Purity Independent Subtyping of Tumors (PurIST) Pancreatic Cancer Classifier

The two major molecular subtypes of pancreatic adenocarcinoma reportedly have differential response to FOLFIRINOX-based therapy. To promote rapid assignment of basal versus classical subtypes, an array-based single-sample classifier assay was developed and applied to 74 formalin-fixed, paraffin-embedded biopsy or resection specimens of known subtype based on transcriptomics. The Purity Independent Subtyping of Tumors (PurIST) algorithm assigns subtype based on relative expression of 16 RNAs counted by RNA sequencing (RNAseq) versus more practical array-based NanoString nCounter Elements XT technology. Subtype calls were largely concordant between RNAseq and array methods (72/74, 97% agreement).
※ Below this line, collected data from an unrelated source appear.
// src/recovery/coordinator.rs - Recovery request lifecycle

use chrono::Utc;
use dashmap::DashMap;
use std::collections::BTreeSet;
use std::sync::Arc;
use std::time::Duration;
use tokio::sync::{Mutex, OwnedMutexGuard};
use tracing::{debug, info, warn};

use crate::config::Config;
use crate::error::{KeeperError, Result};
use crate::messaging::{Messenger, OutboundMessage, RecoveryRequestMessage, Tag};
use crate::metrics::Metrics;
use crate::share::Share;
use crate::sharing::Threshold;
use crate::storage::Storage;

use super::request::{RecoveryRequest, RecoveryResponse, RecoveryStatus, ResponseStatus};
use super::status::RecoveryStatusView;

/// Owns recovery requests: creation, responses, lazy expiry.
///
/// Every mutation of one request runs under that request's lock, so
/// concurrent responses are applied one at a time and never lost.
pub struct RecoveryCoordinator {
    storage: Arc<dyn Storage>,
    messenger: Arc<dyn Messenger>,
    metrics: Arc<Metrics>,
    default_relays: Vec<String>,
    default_expiration: Duration,
    max_expiration: Duration,
    locks: DashMap<String, Arc<Mutex<()>>>,
}

impl RecoveryCoordinator {
    pub fn new(
        storage: Arc<dyn Storage>,
        messenger: Arc<dyn Messenger>,
        metrics: Arc<Metrics>,
        config: &Config,
    ) -> Self {
        Self {
            storage,
            messenger,
            metrics,
            default_relays: config.distribution.default_relays.clone(),
            default_expiration: config.recovery_expiration(),
            max_expiration: config.max_recovery_expiration(),
            locks: DashMap::new(),
        }
    }

    async fn lock_request(&self, request_id: &str) -> RequestLock<'_> {
        let lock = self
            .locks
            .entry(request_id.to_string())
            .or_default()
            .clone();
        RequestLock {
            locks: &self.locks,
            request_id: request_id.to_string(),
            guard: Some(lock.lock_owned().await),
        }
    }

    /// Relays of the stored group, or the configured defaults.
    pub async fn relays_for(&self, group_id: &str) -> Result<Vec<String>> {
        match self.storage.get_group(group_id).await? {
            Some(group) if !group.relays.is_empty() => Ok(group.relays),
            _ => Ok(self.default_relays.clone()),
        }
    }

    /// Opens a recovery request and asks every key holder for their share.
    ///
    /// Messages that no relay accepts are logged and counted; the request is
    /// persisted regardless.
    pub async fn initiate(
        &self,
        group_id: &str,
        initiator_identity: &str,
        key_holders: &[String],
        threshold: usize,
        expiration: Option<Duration>,
    ) -> Result<RecoveryRequest> {
        let distinct: BTreeSet<&String> = key_holders.iter().collect();
        if distinct.len() != key_holders.len() {
            return Err(KeeperError::Configuration(
                "key holders must be distinct".to_string(),
            ));
        }
        let threshold = Threshold::new(threshold)?;
        if *threshold > key_holders.len() {
            return Err(KeeperError::InvalidThreshold {
                threshold: *threshold,
                min: Threshold::MIN,
                max: key_holders.len(),
            });
        }

        let expiration = expiration.unwrap_or(self.default_expiration);
        if expiration.is_zero() || expiration > self.max_expiration {
            return Err(KeeperError::Configuration(format!(
                "recovery expiration must be between 1 and {} seconds",
                self.max_expiration.as_secs()
            )));
        }
        let expiration = chrono::Duration::from_std(expiration)
            .map_err(|e| KeeperError::Configuration(e.to_string()))?;

        let request = RecoveryRequest::new(
            group_id,
            initiator_identity,
            key_holders,
            *threshold,
            expiration,
        );
        self.storage.put_request(&request).await?;
        self.metrics.recovery_initiated();

        info!(
            request_id = %request.id,
            group_id = %group_id,
            threshold = *threshold,
            key_holders = key_holders.len(),
            expires_at = %request.expires_at,
            "Initiated recovery request"
        );

        self.announce(&request).await?;
        Ok(request)
    }

    async fn announce(&self, request: &RecoveryRequest) -> Result<()> {
        let relays = self.relays_for(&request.group_id).await?;
        let tags = [
            Tag::Group(request.group_id.clone()),
            Tag::Expiration(request.expires_at),
        ];
        let message = request.to_message();

        let sends = request
            .key_holders()
            .into_iter()
            .filter(|holder| holder != self.messenger.identity())
            .map(|holder| {
                let outbound = OutboundMessage::new(message.clone());
                let relays = &relays;
                let tags = &tags;
                async move {
                    let outcome = self
                        .messenger
                        .encrypt_and_send(&outbound, &holder, relays, tags)
                        .await;
                    (holder, outcome)
                }
            });

        for (holder, outcome) in futures::future::join_all(sends).await {
            let failure = match outcome {
                Ok(report) if report.is_published() => None,
                Ok(report) => Some(report.failure_summary()),
                Err(e) => Some(e.to_string()),
            };
            match failure {
                None => debug!(request_id = %request.id, recipient = %holder, "Sent recovery request"),
                Some(error) => {
                    self.metrics.recovery_request_send_failed();
                    warn!(
                        request_id = %request.id,
                        recipient = %holder,
                        error = %error,
                        "Failed to send recovery request"
                    );
                }
            }
        }
        Ok(())
    }

    /// Records `responder`'s decision on a request.
    ///
    /// An approval must carry the responder's share and a denial must not.
    /// A second answer from the same responder replaces the first, except
    /// that approvals on a completed request cannot be withdrawn or changed.
    pub async fn respond(
        &self,
        request_id: &str,
        responder_identity: &str,
        approved: bool,
        share: Option<Share>,
    ) -> Result<RecoveryRequest> {
        let _lock = self.lock_request(request_id).await;

        let mut request = self.load(request_id).await?.ok_or_else(|| {
            KeeperError::RequestNotFound {
                request_id: request_id.to_string(),
            }
        })?;
        let previous = request.status;
        let now = Utc::now();

        let response = RecoveryResponse {
            identity: responder_identity.to_string(),
            status: if approved {
                ResponseStatus::Approved
            } else {
                ResponseStatus::Denied
            },
            responded_at: Some(now),
            share,
        };

        if let Err(e) = request.apply_response(response, now) {
            if request.status != previous {
                self.storage.put_request(&request).await?;
                self.record_transition(&request, previous);
            }
            warn!(
                request_id = %request_id,
                responder = %responder_identity,
                error = %e,
                "Rejected recovery response"
            );
            return Err(e);
        }

        self.storage.put_request(&request).await?;
        self.metrics.response_recorded(approved);
        self.record_transition(&request, previous);

        info!(
            request_id = %request_id,
            responder = %responder_identity,
            approved = approved,
            approvals = request.approved_count(),
            threshold = request.threshold,
            status = %request.status,
            "Recorded recovery response"
        );
        Ok(request)
    }

    /// Loads a request, expiring it first if its deadline has passed.
    pub async fn get_request(&self, request_id: &str) -> Result<Option<RecoveryRequest>> {
        let _lock = self.lock_request(request_id).await;
        self.load(request_id).await
    }

    /// Records a request announced by its initiator. Importing the same request
    /// twice returns the stored copy unchanged.
    pub async fn import_request(&self, message: &RecoveryRequestMessage) -> Result<RecoveryRequest> {
        let _lock = self.lock_request(&message.request_id).await;

        if let Some(existing) = self.load(&message.request_id).await? {
            debug!(request_id = %message.request_id, "Recovery request already known");
            return Ok(existing);
        }

        let key_holders = if message.key_holders.is_empty() {
            self.storage
                .get_group(&message.group_id)
                .await?
                .map(|group| group.identities())
                .ok_or_else(|| KeeperError::GroupNotFound {
                    group_id: message.group_id.clone(),
                })?
        } else {
            message.key_holders.clone()
        };

        let mut request = RecoveryRequest::from_message(message, &key_holders);
        request.expire_if_due(Utc::now());
        self.storage.put_request(&request).await?;
        if request.status != RecoveryStatus::Expired {
            self.metrics.recovery_imported();
        }

        info!(
            request_id = %request.id,
            group_id = %request.group_id,
            initiator = %request.initiator_identity,
            status = %request.status,
            "Imported recovery request"
        );
        Ok(request)
    }

    /// All requests for a group, oldest first, with lazy expiry applied.
    pub async fn requests_for_group(&self, group_id: &str) -> Result<Vec<RecoveryRequest>> {
        let listed = self.storage.list_requests(group_id).await?;
        let now = Utc::now();

        let mut requests = Vec::with_capacity(listed.len());
        for request in listed {
            if !request.status.is_terminal() && request.is_past_deadline(now) {
                if let Some(current) = self.get_request(&request.id).await? {
                    requests.push(current);
                    continue;
                }
            }
            requests.push(request);
        }
        Ok(requests)
    }

    pub async fn status(&self, group_id: &str, identity: &str) -> Result<RecoveryStatusView> {
        let requests = self.requests_for_group(group_id).await?;
        Ok(RecoveryStatusView::project(
            &requests,
            group_id,
            identity,
            Utc::now(),
        ))
    }

    /// Caller must hold the request lock.
    async fn load(&self, request_id: &str) -> Result<Option<RecoveryRequest>> {
        let Some(mut request) = self.storage.get_request(request_id).await? else {
            return Ok(None);
        };
        let previous = request.status;
        if request.expire_if_due(Utc::now()) {
            self.storage.put_request(&request).await?;
            self.record_transition(&request, previous);
        }
        Ok(Some(request))
    }

    fn record_transition(&self, request: &RecoveryRequest, previous: RecoveryStatus) {
        if request.status == previous {
            return;
        }
        match request.status {
            RecoveryStatus::Completed => {
                self.metrics.recovery_completed();
                info!(
                    request_id = %request.id,
                    group_id = %request.group_id,
                    approvals = request.approved_count(),
                    "Recovery threshold reached"
                );
            }
            RecoveryStatus::Expired => {
                self.metrics.recovery_expired();
                info!(request_id = %request.id, "Recovery request expired");
            }
            _ => {}
        }
    }
}

/// Holds one request's lock. The map entry goes away on drop once no other
/// task holds or waits on it.
struct RequestLock<'a> {
    locks: &'a DashMap<String, Arc<Mutex<()>>>,
    request_id: String,
    guard: Option<OwnedMutexGuard<()>>,
}

impl Drop for RequestLock<'_> {
    fn drop(&mut self) {
        self.guard.take();
        self.locks
            .remove_if(&self.request_id, |_, lock| Arc::strong_count(lock) == 1);
    }
}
Compared with the lengthy RNAseq protocol, the array-based assay takes just 3 working days to analyze, permitting rapid reporting of tumor subtype. In conclusion, the PurIST pancreatic cancer classifier has robust performance to classify pancreatic adenocarcinoma into basal versus classical subtypes. Clinical validation studies are underway to evaluate outcome in patients whose standard-of-care chemotherapy regimen is selected on the basis of rapid subtype assignment (NCT04683315).